Sidninho chama Neto de ‘irresponsável’ e diz que ISS deve ser discutido na Câmara

    Em meio a impasse acerca do projeto que isenta empresas de ônibus do tributo, líder da oposição afirma prefeito comete "improbidade"

    Foto: Reginaldo Ipê/CMS

    Em meio ao impasse acerca do projeto que isenta empresas de ônibus do pagamento de ISS, o vereador Sidninho (Podemos) chamou o prefeito ACM Neto (DEM) de “irresponsável” por não ter consultado a Câmara à época em que concedeu às empresas a isenção do tributo.

    “Quando um prefeito, de forma irresponsável, eleva a tarifa de ônibus e, durante a negociação, firma um Termo de Ajustamento de Conduta (TAC) com as empresas e o Ministério Público, concedendo isenção do ISS às empresas, outorga onerosa e taxa da Arsal sem consultar a Câmara, ignorando que, do ponto de vista legal, não possui amparo jurídico, só comprova o quanto ele desrespeita o Poder Legislativo, a autonomia da CMS”, criticou Sidninho, por meio de nota divulgada nesta quinta-feira (4).

    “Somente agora o prefeito ACM Neto está enxergando que a prefeitura não manda na Câmara e que os vereadores precisam ser respeitados”, afirmou.

    A reação do líder da oposição ocorre num momento em que cogita-se um novo reajuste na tarifa de transporte da capital, caso o Legislativo municipal não aprove o texto que autorize tal isenção. A Câmara, entretanto, ainda não pautou a matéria.

    “Afinal, desde o início chamei atenção de forma pública que abrir mão de qualquer arrecadação tributária sem aprovação da Câmara Municipal era uma postura, além de autoritária, ilegal.
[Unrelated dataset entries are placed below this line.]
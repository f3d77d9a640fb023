// Copyright (c) 2025 Erick Bourgeois, firestoned
// SPDX-License-Identifier: MIT

//! Unit tests for hosted zone error types.

#[cfg(test)]
mod tests {
    use crate::dns_errors::*;

    #[test]
    fn test_provider_unavailable_error() {
        let error = ZoneError::ProviderUnavailable {
            operation: "ListHostedZones".to_string(),
            reason: "connection reset".to_string(),
        };

        assert_eq!(
            error.to_string(),
            "DNS provider unavailable during ListHostedZones: connection reset"
        );
        assert!(error.is_transient());
        assert_eq!(error.status_reason(), "ProviderUnavailable");
    }

    #[test]
    fn test_provider_rejected_error() {
        let error = ZoneError::ProviderRejected {
            operation: "DeleteHostedZone".to_string(),
            reason: "HostedZoneNotEmpty".to_string(),
        };

        assert_eq!(
            error.to_string(),
            "DNS provider rejected DeleteHostedZone: HostedZoneNotEmpty"
        );
        assert!(!error.is_transient());
    }

    #[test]
    fn test_zone_not_found_error() {
        let error = ZoneError::zone_not_found("example.com");

        assert_eq!(error.to_string(), "hosted zone 'example.com' not found");
        assert!(error.is_not_found());
        assert!(!error.is_transient());
        assert_eq!(error.status_reason(), "NotFound");
    }

    #[test]
    fn test_invalid_domain_error() {
        let error = ZoneError::InvalidDomain {
            domain: "app.example.org".to_string(),
            root_domain: "example.com".to_string(),
            reason: "not a subdomain".to_string(),
        };

        assert_eq!(
            error.to_string(),
            "Invalid domain 'app.example.org' for root domain 'example.com': not a subdomain"
        );
        assert!(!error.is_transient());
        assert_eq!(error.status_reason(), "InvalidDomain");
    }

    #[test]
    fn test_persist_conflict_is_transient() {
        let error = ZoneError::PersistConflict {
            resource: "default/app".to_string(),
            reason: "the object has been modified".to_string(),
        };

        assert!(error.is_transient());
        assert!(!error.is_not_found());
        assert_eq!(error.status_reason(), "PersistConflict");
    }

    #[test]
    fn test_store_failure_is_transient() {
        let error = ZoneError::StoreFailure {
            resource: "default/app".to_string(),
            reason: "service unavailable".to_string(),
        };

        assert!(error.is_transient());
        assert_eq!(
            error.to_string(),
            "Kubernetes API request for default/app failed: service unavailable"
        );
    }
}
E pior: que se configura improbidade administrativa. Porém, ele [ACM Neto], por possuir maioria na Casa e achar que podia tudo, até mesmo interferir nas votações, [nem] sequer se preocupou com isso, seguiu com o seu propósito ilegalmente e só agora está sendo rebatido”, acrescentou Sidninho, referindo-se a uma fala do presidente da Casa, Geraldo Júnior, que disse só caber a ele a decisão de pautar o tema.

    “Era sempre utilizada a prática do famoso rolo compressor. Portanto, diante de todo esse cenário absurdo, a oposição não abrirá mão de entender o projeto, de estudá-lo para votar, lógico que sempre em favor da cidade”, assinalou o vereador.